Designing high-performance system heuristics is a creative, iterative process requiring experts to form hypotheses and execute multi-step conceptual shifts. While Large Language Models (LLMs) show promise in automating this loop, they struggle with complex system problems due to two critical failure modes: evolutionary neighborhood bias and the coherence ceiling. Evolutionary methods often remain trapped in local optima by relying on scalar benchmark scores, failing when coordinated multi-step changes are required. Conversely, existing agentic frameworks suffer from context degradation over long horizons or fail to accumulate knowledge across independent runs. We present Engram, an agentic researcher architecture that addresses these limitations by decoupling long-horizon exploration from the constraints of a single context window. Engram organizes exploration into a sequence of agents that iteratively design, test, and analyze mechanisms. At the conclusion of each run, an agent stores code snapshots, logs, and results in a persistent Archive and distills high-level modeling insights into a compact, persistent Research Digest. Subsequent agents then begin with a fresh context window, reading the Research Digest to build on prior discoveries. We find that Engram exhibits superior performance across diverse domains including multi-cloud multicast, LLM inference request routing, and optimizing KV cache reuse in databases with natural language queries.
Paper Structure (29 sections, 10 equations, 25 figures, 4 tables)

This paper contains 29 sections, 10 equations, 25 figures, 4 tables.

Figures (25)

  • Figure 1: The three paradigms for LLM-based heuristic design. Evolutionary approaches with code mutation invoke an LLM with a predefined context format, mutating and selecting candidates based on scalar scores. Iterative design with flexible tool access (e.g., Glia) performs coherent experiment-guided exploration, but each exploration is restricted to a bounded LLM context window.

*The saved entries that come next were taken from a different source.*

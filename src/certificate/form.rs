//! Certificate form controller.
//!
//! Owns the form state and its validation errors. Every mutation notifies the
//! subscribed [`FormObserver`]s before returning, so a preview attached as an
//! observer is always current when the next input event is handled.

use serde::{Deserialize, Serialize};

use super::preview::Preview;
use super::traits::{DocumentSink, FormObserver, Generator, Validator};
use super::validation::{validate_issue_date, validate_participant_name, Field, ValidationErrors};
use super::{GeneratorError, PdfRenderEngine, SavedDocument};

/// The two user-editable fields.
#[derive(Debug, Clone, Default, PartialEq, Eq, Serialize, Deserialize)]
pub struct FormState {
    #[serde(default)]
    pub participant_name: String,
    /// ISO calendar date, `YYYY-MM-DD`, or empty when unset
    #[serde(default)]
    pub issue_date: String,
}

impl Validator for FormState {
    fn validate(&self) -> Result<(), ValidationErrors> {
        let mut errors = ValidationErrors::new();
        validate_participant_name(&self.participant_name, &mut errors);
        validate_issue_date(&self.issue_date, &mut errors);
        errors.into_result()
    }
}

/// Read-only view of the form handed to observers.
#[derive(Debug, Clone, Copy)]
pub struct FormSnapshot<'a> {
    pub state: &'a FormState,
    pub errors: &'a ValidationErrors,
}

impl FormSnapshot<'_> {
    pub fn preview(&self) -> Preview {
        Preview::from_state(self.state)
    }
}

/// Outcome of activating the download action.
#[derive(Debug, Clone, PartialEq)]
pub enum Submission {
    /// Validation failed; errors are on the form, nothing was produced.
    Rejected,
    Saved(SavedDocument),
}

/// The certificate form: state, per-field errors and subscribed observers.
pub struct CertificateForm {
    state: FormState,
    errors: ValidationErrors,
    engine: PdfRenderEngine,
    observers: Vec<Box<dyn FormObserver>>,
}

impl Default for CertificateForm {
    fn default() -> Self {
        Self::new()
    }
}

impl CertificateForm {
    pub fn new() -> Self {
        Self {
            state: FormState::default(),
            errors: ValidationErrors::new(),
            engine: PdfRenderEngine::new(),
            observers: Vec::new(),
        }
    }

    /// Register an observer. It is called once immediately with the current
    /// state, then after every mutation.
    pub fn subscribe(&mut self, mut observer: Box<dyn FormObserver>) {
        observer.on_change(&self.snapshot());
        self.observers.push(observer);
    }

    pub fn state(&self) -> &FormState {
        &self.state
    }

    pub fn errors(&self) -> &ValidationErrors {
        &self.errors
    }

    pub fn snapshot(&self) -> FormSnapshot<'_> {
        FormSnapshot {
            state: &self.state,
            errors: &self.errors,
        }
    }

    pub fn preview(&self) -> Preview {
        Preview::from_state(&self.state)
    }

    /// Store the name verbatim and drop any name error without re-validating.
    pub fn set_participant_name(&mut self, value: impl Into<String>) {
        self.state.participant_name = value.into();
        if self.errors.clear(Field::ParticipantName) {
            log::debug!("Cleared participant name error on edit");
        }
        self.notify();
    }

    /// Store the date and drop any date error without re-validating.
    pub fn set_issue_date(&mut self, value: impl Into<String>) {
        self.state.issue_date = value.into();
        if self.errors.clear(Field::IssueDate) {
            log::debug!("Cleared issue date error on edit");
        }
        self.notify();
    }

    /// Recompute all errors from scratch. Returns true when the form is valid.
    pub fn validate(&mut self) -> bool {
        self.errors = match Validator::validate(&self.state) {
            Ok(()) => ValidationErrors::new(),
            Err(errors) => errors,
        };
        self.notify();
        self.errors.is_empty()
    }

    /// Validate, then render the certificate and hand it to `sink`.
    ///
    /// Returns [`Submission::Rejected`] without touching the sink when
    /// validation fails.
    pub fn generate_document(
        &mut self,
        sink: &mut dyn DocumentSink,
    ) -> Result<Submission, GeneratorError> {
        if !self.validate() {
            log::warn!(
                "Certificate not generated, {} field(s) invalid",
                self.errors.len()
            );
            return Ok(Submission::Rejected);
        }

        let generated = self.engine.generate(&self.state)?;
        let saved = sink.save(&generated.filename, &generated.pdf)?;
        log::info!("Saved certificate {} ({} bytes)", saved.filename, saved.size);
        Ok(Submission::Saved(saved))
    }

    fn notify(&mut self) {
        let snapshot = FormSnapshot {
            state: &self.state,
            errors: &self.errors,
        };
        for observer in self.observers.iter_mut() {
            observer.on_change(&snapshot);
        }
    }
}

Engram combines agent explorations with a shared research digest that persists insights across explorations (\ref{['sec:design']}), imporving persistence while preserving long-horizon coherence and flexibility.
  • Figure 2: Engram's design is based on a sequence of reasoning-based agent explorations that produce and evaluate ideas based on hypotheses driven from experimental data analysis. Each agent begins by analyzing the problem and reviewing the research digest summarizing the findings of the previous agents, using that information to formulate its own exploration and experimentation plan. The agent executes this plan through design, experimentation, and analysis. Upon completion, it writes a summary of its findings to the research digest, stores all the details in the Archive, and hands of the research process to the next agent. The process typically terminates when the research budget is exhausted.
  • Figure 3: Workspace of a single agent in Engram.
  • Figure 4: Multi-cloud data replication from a source (purple) to destinations (blue) across the world, either directly or via a waypoint (yellow) to avoid expensive or slow links.
  • Figure 5: comparison for multi-cloud multicast with "Direction" prompt and o3 (lower is better). Engram achieves the strongest average best cost, outperforming both evolutionary approaches (EoH, FunSearch, OpenEvolve) and Glia. The whiskers show 90% confidence intervals.